The staff of the Committee on Open Government is authorized to issue advisory opinions.
The ensuing staff advisory opinion is based solely upon the facts presented in your
correspondence.

Dear

I appreciate having received your determination of an appeal rendered under the
Freedom of Information Law following a request by James F. LaRue of JFL Environmental,
Inc. Mr. LaRue sought a "list of industries that have paid surcharge fees for exceeding
federal and state limits for wastewater discharged into Westchester County's sewer system."
You sustained the initial denial of the request on the basis of §87(2)(b) of the Freedom of
Information Law, which authorizes agencies to withhold records insofar as disclosure would
constitute "an unwarranted invasion of personal privacy", and §89(2)(b)(iii), which states that
an unwarranted invasion of personal privacy includes the "sale or release of lists of names
and addresses if such lists would be used for commercial or fund-raising purposes."

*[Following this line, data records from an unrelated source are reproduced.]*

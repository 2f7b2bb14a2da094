//! Trade finite state machine
//!
//! Pure transition logic: given a trade snapshot, an action and who is acting,
//! either produce the next snapshot or reject without touching the input.
//!
//! ```text
//! CREATED --(buyer: mark paid)-------------> PAID
//! CREATED --(buyer: cancel)----------------> CANCELLED
//! CREATED --(scheduler: expire)------------> CANCELLED
//! CREATED --(buyer|seller: dispute)--------> DISPUTE
//! PAID    --(buyer|seller: dispute)--------> DISPUTE
//! PAID    --(admin: release to buyer)------> COMPLETED
//! DISPUTE --(admin: release to buyer)------> COMPLETED
//! DISPUTE --(admin: refund to seller)------> CANCELLED
//! ```

use crate::{
    types::{CancelReason, Party, Resolution, Trade, TradeStatus},
    Error, Result,
};
use chrono::{DateTime, Duration, Utc};

/// Who drives a transition
#[derive(Debug, Clone, Copy, PartialEq, Eq)]
pub enum Actor {
    /// Trade buyer
    Buyer,
    /// Trade seller
    Seller,
    /// Expiry sweep
    Scheduler,
    /// Authorized arbitrator
    Admin,
}

impl From<Party> for Actor {
    fn from(party: Party) -> Self {
        match party {
            Party::Buyer => Actor::Buyer,
            Party::Seller => Actor::Seller,
        }
    }
}

impl Actor {
    fn party(&self) -> Option<Party> {
        match self {
            Actor::Buyer => Some(Party::Buyer),
            Actor::Seller => Some(Party::Seller),
            Actor::Scheduler | Actor::Admin => None,
        }
    }
}

/// Requested state change
#[derive(Debug, Clone, PartialEq, Eq)]
pub enum TradeAction {
    /// Buyer claims the off-platform payment was sent
    MarkPaid,
    /// Buyer abandons the trade
    Cancel,
    /// Payment window elapsed
    Expire,
    /// Either party contests the trade
    RaiseDispute {
        /// Free-text reason, must not be blank
        reason: String,
    },
    /// Admin settles the trade
    Resolve(Resolution),
}

impl TradeAction {
    /// Action name for errors and logs
    pub fn name(&self) -> &'static str {
        match self {
            TradeAction::MarkPaid => "mark_paid",
            TradeAction::Cancel => "cancel",
            TradeAction::Expire => "expire",
            TradeAction::RaiseDispute { .. } => "raise_dispute",
            TradeAction::Resolve(Resolution::ReleaseToBuyer) => "release_to_buyer",
            TradeAction::Resolve(Resolution::RefundToSeller) => "refund_to_seller",
        }
    }
}

/// Validates and applies legal transitions
#[derive(Debug, Clone)]
pub struct TradeStateMachine {
    payment_window: Duration,
}

impl TradeStateMachine {
    /// Create with the buyer's payment window
    pub fn new(payment_window: Duration) -> Self {
        Self { payment_window }
    }

    /// Buyer's payment window
    pub fn payment_window(&self) -> Duration {
        self.payment_window
    }

    /// CREATED and older than the payment window
    pub fn is_expired(&self, trade: &Trade, now: DateTime<Utc>) -> bool {
        trade.status == TradeStatus::Created && trade.age(now) > self.payment_window
    }

    /// Target status for `action` by `actor`, graph edges only
    pub fn next_status(trade: &Trade, action: &TradeAction, actor: Actor) -> Result<TradeStatus> {
        use TradeStatus::*;

        let party_action = matches!(actor, Actor::Buyer | Actor::Seller);
        if trade.status.is_terminal() || (trade.status == Dispute && party_action) {
            return Err(Error::TradeClosed {
                trade_id: trade.id,
                status: trade.status,
            });
        }

        let next = match (trade.status, action, actor) {
            (Created, TradeAction::MarkPaid, Actor::Buyer) => Paid,
            (Created, TradeAction::Cancel, Actor::Buyer) => Cancelled,
            (Created, TradeAction::Expire, Actor::Scheduler) => Cancelled,
            (Created | Paid, TradeAction::RaiseDispute { .. }, Actor::Buyer | Actor::Seller) => {
                Dispute
            }
            (Paid | Dispute, TradeAction::Resolve(Resolution::ReleaseToBuyer), Actor::Admin) => {
                Completed
            }
            (Dispute, TradeAction::Resolve(Resolution::RefundToSeller), Actor::Admin) => Cancelled,
            (from, action, _) => {
                return Err(Error::InvalidTransition {
                    from,
                    action: action.name(),
                })
            }
        };

        Ok(next)
    }

    /// Apply `action` to a copy of `trade`
    ///
    /// On error the input is untouched and nothing is returned to commit.
    pub fn apply(
        &self,
        trade: &Trade,
        action: &TradeAction,
        actor: Actor,
        now: DateTime<Utc>,
    ) -> Result<Trade> {
        let target = Self::next_status(trade, action, actor)?;

        match action {
            TradeAction::MarkPaid => {
                let sufficient = trade
                    .evidence
                    .as_ref()
                    .map(|evidence| evidence.is_sufficient())
                    .unwrap_or(false);
                if !sufficient {
                    return Err(Error::EvidenceMissing(trade.id));
                }
                if trade.age(now) > self.payment_window {
                    return Err(Error::WindowExpired(trade.id));
                }
            }
            TradeAction::Expire => {
                if !self.is_expired(trade, now) {
                    return Err(Error::InvalidTransition {
                        from: trade.status,
                        action: action.name(),
                    });
                }
            }
            TradeAction::RaiseDispute { reason } => {
                if reason.trim().is_empty() {
                    return Err(Error::Validation(
                        "dispute reason must not be empty".to_string(),
                    ));
                }
            }
            TradeAction::Cancel | TradeAction::Resolve(_) => {}
        }

        let mut next = trade.clone();
        next.status = target;
        next.version += 1;

        match action {
            TradeAction::MarkPaid => next.paid_at = Some(now),
            TradeAction::Cancel => next.cancel_reason = Some(CancelReason::Buyer),
            TradeAction::Expire => next.cancel_reason = Some(CancelReason::Expired),
            TradeAction::RaiseDispute { reason } => {
                next.dispute_reason = Some(reason.trim().to_string());
                next.dispute_raised_by = actor.party();
            }
            TradeAction::Resolve(resolution) => {
                next.resolution = Some(*resolution);
                if target == TradeStatus::Cancelled {
                    next.cancel_reason = Some(CancelReason::Arbitration);
                }
            }
        }

        if target.is_terminal() {
            next.resolved_at = Some(now);
        }

        Ok(next)
    }
}

impl Default for TradeStateMachine {
    fn default() -> Self {
        Self::new(Duration::minutes(15))
    }
}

I respectfully disagree with your determination.

From my perspective, and in view of judicial interpretations, §87(2)(b) is intended to
pertain to natural persons, not entities or persons acting in business capacities. In a decision
rendered by the Court of Appeals that focuses upon the privacy provisions, the court referred
to the authority to withhold "certain personal information about private citizens" [see Matter
of Federation of New York State Rifle and Pistol Clubs, Inc. v. The New York City Police
Department, 73 NY 2d 92 (1989)]. In another decision, the opinion of this office was cited
and confirmed, and the court held that "the names and business addresses of individuals or
entities engaged in animal farming for profit do not constitute information of a private nature,
and this conclusion is not changed by the fact that a person's business address may also be the
address of his or her residence" [American Society for the Prevention of Cruelty to Animals
v. New York State Department of Agriculture and Markets, Supreme Court, Albany County,
May 10, 1989). Similarly, in a case concerning records pertaining to the performance of
individual cardiac surgeons, the court granted access and cited an opinion prepared by this
office in which it was advised that the information should be disclosed since it concerned
professional activity licensed by the state (Newsday Inc. v. New York State Department of
Health, Supreme Court, Albany County, October 15, 1991).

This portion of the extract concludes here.